[Collected data]
···

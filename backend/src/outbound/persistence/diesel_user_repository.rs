//! PostgreSQL-backed `UserRepository` implementation using Diesel ORM.

use async_trait::async_trait;
use diesel::prelude::*;
use diesel_async::RunQueryDsl;

use crate::domain::ports::{UserPersistenceError, UserRepository};
use crate::domain::user::{
    EmailAddress, NewUser, PersonName, PhoneNumber, ProfileUpdate, TaxId, User, UserId,
};
use crate::domain::Role;

use super::error_mapping::{map_diesel_error_into, map_pool_error_into};
use super::models::{NewUserRow, UserRow};
use super::pool::{DbPool, PoolError};
use super::schema::users;

/// Diesel-backed implementation of the credential store port.
#[derive(Clone)]
pub struct DieselUserRepository {
    pool: DbPool,
}

impl DieselUserRepository {
    /// Create a new repository with the given connection pool.
    pub fn new(pool: DbPool) -> Self {
        Self { pool }
    }
}

fn map_pool_error(error: PoolError) -> UserPersistenceError {
    map_pool_error_into(error, UserPersistenceError::connection)
}

/// Map Diesel errors, turning unique violations on the email index into
/// [`UserPersistenceError::DuplicateEmail`].
fn map_diesel_error(email: &str) -> impl Fn(diesel::result::Error) -> UserPersistenceError + '_ {
    move |error| {
        use diesel::result::{DatabaseErrorKind, Error as DieselError};
        if let DieselError::DatabaseError(DatabaseErrorKind::UniqueViolation, _) = &error {
            return UserPersistenceError::duplicate_email(email);
        }
        map_basic(error)
    }
}

fn map_basic(error: diesel::result::Error) -> UserPersistenceError {
    map_diesel_error_into(
        error,
        UserPersistenceError::query,
        UserPersistenceError::connection,
    )
}

/// Convert a database row into a validated domain user.
pub(crate) fn row_to_user(row: UserRow) -> Result<User, UserPersistenceError> {
    let map_err = |err: &dyn std::fmt::Display| {
        UserPersistenceError::query(format!("stored user failed validation: {err}"))
    };
    let first_name = PersonName::new(row.first_name).map_err(|e| map_err(&e))?;
    let last_name = PersonName::new(row.last_name).map_err(|e| map_err(&e))?;
    let email = EmailAddress::new(row.email).map_err(|e| map_err(&e))?;
    let phone_number = PhoneNumber::new(row.phone_number).map_err(|e| map_err(&e))?;
    let nif = TaxId::new(row.nif).map_err(|e| map_err(&e))?;
    let role: Role = row.role.parse().map_err(|e: crate::domain::role::UnknownRole| map_err(&e))?;
    Ok(User::new(
        UserId::from(row.id),
        first_name,
        last_name,
        email,
        phone_number,
        nif,
        row.password_hash,
        role,
    ))
}

#[async_trait]
impl UserRepository for DieselUserRepository {
    async fn insert(&self, new_user: NewUser) -> Result<User, UserPersistenceError> {
        let mut conn = self.pool.get().await.map_err(map_pool_error)?;
        let row = NewUserRow {
            first_name: new_user.first_name.as_ref(),
            last_name: new_user.last_name.as_ref(),
            email: new_user.email.as_ref(),
            phone_number: new_user.phone_number.as_ref(),
            nif: new_user.nif.as_ref(),
            password_hash: &new_user.password_hash,
            role: new_user.role.as_str(),
        };
        let inserted: UserRow = diesel::insert_into(users::table)
            .values(&row)
            .returning(UserRow::as_returning())
            .get_result(&mut conn)
            .await
            .map_err(map_diesel_error(new_user.email.as_ref()))?;
        row_to_user(inserted)
    }

    async fn find_by_email(
        &self,
        email: &EmailAddress,
    ) -> Result<Option<User>, UserPersistenceError> {
        let mut conn = self.pool.get().await.map_err(map_pool_error)?;
        let row: Option<UserRow> = users::table
            .filter(users::email.eq(email.as_ref()))
            .select(UserRow::as_select())
            .first(&mut conn)
            .await
            .optional()
            .map_err(map_basic)?;
        row.map(row_to_user).transpose()
    }

    async fn find_by_id(&self, id: UserId) -> Result<Option<User>, UserPersistenceError> {
        let mut conn = self.pool.get().await.map_err(map_pool_error)?;
        let row: Option<UserRow> = users::table
            .find(id.get())
            .select(UserRow::as_select())
            .first(&mut conn)
            .await
            .optional()
            .map_err(map_basic)?;
        row.map(row_to_user).transpose()
    }

    async fn list_all(&self) -> Result<Vec<User>, UserPersistenceError> {
        let mut conn = self.pool.get().await.map_err(map_pool_error)?;
        let rows: Vec<UserRow> = users::table
            .select(UserRow::as_select())
            .order_by(users::id)
            .load(&mut conn)
            .await
            .map_err(map_basic)?;
        rows.into_iter().map(row_to_user).collect()
    }

    async fn update_profile(
        &self,
        id: UserId,
        update: ProfileUpdate,
    ) -> Result<(), UserPersistenceError> {
        let mut conn = self.pool.get().await.map_err(map_pool_error)?;
        // Build the changeset from the optional parts; Diesel skips `None`.
        let changes = (
            update
                .first_name
                .as_ref()
                .map(|v| users::first_name.eq(v.as_ref().to_owned())),
            update
                .last_name
                .as_ref()
                .map(|v| users::last_name.eq(v.as_ref().to_owned())),
            update
                .phone_number
                .as_ref()
                .map(|v| users::phone_number.eq(v.as_ref().to_owned())),
        );
        let updated = diesel::update(users::table.find(id.get()))
            .set(changes)
            .execute(&mut conn)
            .await
            .map_err(map_basic)?;
        if updated == 0 {
            return Err(UserPersistenceError::not_found());
        }
        Ok(())
    }

    async fn update_password(
        &self,
        id: UserId,
        password_hash: String,
    ) -> Result<(), UserPersistenceError> {
        let mut conn = self.pool.get().await.map_err(map_pool_error)?;
        let updated = diesel::update(users::table.find(id.get()))
            .set(users::password_hash.eq(password_hash))
            .execute(&mut conn)
            .await
            .map_err(map_basic)?;
        if updated == 0 {
            return Err(UserPersistenceError::not_found());
        }
        Ok(())
    }

    async fn set_role(&self, id: UserId, role: Role) -> Result<(), UserPersistenceError> {
        let mut conn = self.pool.get().await.map_err(map_pool_error)?;
        let updated = diesel::update(users::table.find(id.get()))
            .set(users::role.eq(role.as_str()))
            .execute(&mut conn)
            .await
            .map_err(map_basic)?;
        if updated == 0 {
            return Err(UserPersistenceError::not_found());
        }
        Ok(())
    }

    async fn delete(&self, id: UserId) -> Result<(), UserPersistenceError> {
        let mut conn = self.pool.get().await.map_err(map_pool_error)?;
        let deleted = diesel::delete(users::table.find(id.get()))
            .execute(&mut conn)
            .await
            .map_err(map_basic)?;
        if deleted == 0 {
            return Err(UserPersistenceError::not_found());
        }
        Ok(())
    }
}
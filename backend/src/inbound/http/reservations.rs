//! Reservation handlers: booking, date and future queries, reschedule,
//! cancel.

use actix_web::{HttpResponse, get, post, put, web};
use chrono::{NaiveDate, NaiveDateTime, Utc};
use serde::{Deserialize, Serialize};
use tracing::info;

use crate::domain::Error;
use crate::domain::reservation::{Reservation, ReservationRequest, ReservationView};
use crate::inbound::http::ApiResult;
use crate::inbound::http::auth::{AuthContext, current_user, require_admin};
use crate::inbound::http::error::map_reservation_store_error;
use crate::inbound::http::state::HttpState;
use crate::inbound::http::validation::{
    FieldName, map_reservation_error, parse_date, parse_time, parse_timestamp,
};

const TIMESTAMP_FORMAT: &str = "%Y-%m-%d %H:%M:%S";

fn now_naive() -> NaiveDateTime {
    Utc::now().naive_utc()
}

/// Wire form of a booked slot.
#[derive(Debug, Clone, Serialize, Deserialize, utoipa::ToSchema)]
#[serde(rename_all = "camelCase")]
pub struct ReservationDto {
    pub id: i64,
    pub field_id: i64,
    pub price_id: i64,
    pub initial_time: String,
    pub end_time: String,
    pub cancelled: bool,
}

impl From<Reservation> for ReservationDto {
    fn from(reservation: Reservation) -> Self {
        Self {
            id: reservation.id,
            field_id: reservation.field_id,
            price_id: reservation.price_id,
            initial_time: reservation.starts_at.format(TIMESTAMP_FORMAT).to_string(),
            end_time: reservation.ends_at.format(TIMESTAMP_FORMAT).to_string(),
            cancelled: reservation.cancelled,
        }
    }
}

/// Booking request body. Timestamps use `YYYY-MM-DD HH:MM:SS`.
#[derive(Debug, Clone, Deserialize, Serialize, utoipa::ToSchema)]
#[serde(rename_all = "camelCase")]
pub struct CreateReservationRequest {
    pub field_id: i64,
    pub price_id: i64,
    pub initial_time: String,
    pub end_time: String,
}

/// Book a slot on a field.
#[utoipa::path(
    post,
    path = "/api/v1/reservations/create",
    request_body = CreateReservationRequest,
    responses(
        (status = 201, description = "Slot booked", body = ReservationDto),
        (status = 400, description = "Invalid request", body = Error),
        (status = 401, description = "Unauthorised", body = Error),
        (status = 404, description = "Field or price does not exist", body = Error),
        (status = 409, description = "Slot already reserved or field unavailable", body = Error)
    ),
    tags = ["reservations"],
    operation_id = "createReservation"
)]
#[post("/reservations/create")]
pub async fn create_reservation(
    state: web::Data<HttpState>,
    auth: AuthContext,
    payload: web::Json<CreateReservationRequest>,
) -> ApiResult<HttpResponse> {
    let user = current_user(&auth, state.users.as_ref()).await?;
    let payload = payload.into_inner();
    let starts_at = parse_timestamp(&payload.initial_time, FieldName::new("initialTime"))?;
    let ends_at = parse_timestamp(&payload.end_time, FieldName::new("endTime"))?;
    let request = ReservationRequest::new(
        user.id(),
        payload.field_id,
        payload.price_id,
        starts_at,
        ends_at,
    )
    .map_err(|e| map_reservation_error(&e))?;

    let reservation = state
        .reservations
        .create(request)
        .await
        .map_err(map_reservation_store_error)?;
    info!(
        user_id = %user.id(),
        reservation_id = reservation.id,
        field_id = reservation.field_id,
        "slot booked"
    );
    Ok(HttpResponse::Created().json(ReservationDto::from(reservation)))
}

/// A reservation as listed in the per-date view.
#[derive(Debug, Clone, Serialize, Deserialize, utoipa::ToSchema)]
#[serde(rename_all = "camelCase")]
pub struct DateReservationDto {
    pub id: i64,
    pub field_id: i64,
    pub date: NaiveDate,
    pub initial_time: String,
}

/// Reservations starting on a calendar date.
#[utoipa::path(
    get,
    path = "/api/v1/reservations/date/{date}",
    params(("date" = String, Path, description = "YYYY-MM-DD date")),
    responses(
        (status = 200, description = "Reservations that day", body = [DateReservationDto]),
        (status = 400, description = "Malformed date", body = Error),
        (status = 401, description = "Unauthorised", body = Error)
    ),
    tags = ["reservations"],
    operation_id = "reservationsForDate"
)]
#[get("/reservations/date/{date}")]
pub async fn reservations_for_date(
    state: web::Data<HttpState>,
    auth: AuthContext,
    path: web::Path<String>,
) -> ApiResult<web::Json<Vec<DateReservationDto>>> {
    current_user(&auth, state.users.as_ref()).await?;
    let date = parse_date(&path.into_inner(), FieldName::new("date"))?;
    let rows = state
        .reservations
        .list_for_date(date)
        .await
        .map_err(map_reservation_store_error)?;
    let rows = rows
        .into_iter()
        .map(|r| DateReservationDto {
            id: r.id,
            field_id: r.field_id,
            date: r.starts_at.date(),
            initial_time: r.starts_at.format("%H:%M:%S").to_string(),
        })
        .collect();
    Ok(web::Json(rows))
}

/// Future reservations enriched with client, field, and price labels. Admin
/// only.
#[utoipa::path(
    get,
    path = "/api/v1/reservations/future/all",
    responses(
        (status = 200, description = "Upcoming reservations", body = [ReservationView]),
        (status = 401, description = "Unauthorised", body = Error),
        (status = 403, description = "Caller is not an admin", body = Error)
    ),
    tags = ["reservations"],
    operation_id = "futureReservations"
)]
#[get("/reservations/future/all")]
pub async fn future_reservations(
    state: web::Data<HttpState>,
    auth: AuthContext,
) -> ApiResult<web::Json<Vec<ReservationView>>> {
    require_admin(&auth, state.users.as_ref()).await?;
    let rows = state
        .reservations
        .list_future(now_naive())
        .await
        .map_err(map_reservation_store_error)?;
    Ok(web::Json(rows))
}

···

* Problem to work on *
Reproduce the entries above exactly, starting at their first line and finishing with the line that contains "use crate::domain::Role;".

* Reply *
filename backend/src/outbound/persistence/diesel_user_repository.rs
//! PostgreSQL-backed `UserRepository` implementation using Diesel ORM.

use async_trait::async_trait;
use diesel::prelude::*;
use diesel_async::RunQueryDsl;

use crate::domain::ports::{UserPersistenceError, UserRepository};
use crate::domain::user::{
    EmailAddress, NewUser, PersonName, PhoneNumber, ProfileUpdate, TaxId, User, UserId,
};
use crate::domain::Role;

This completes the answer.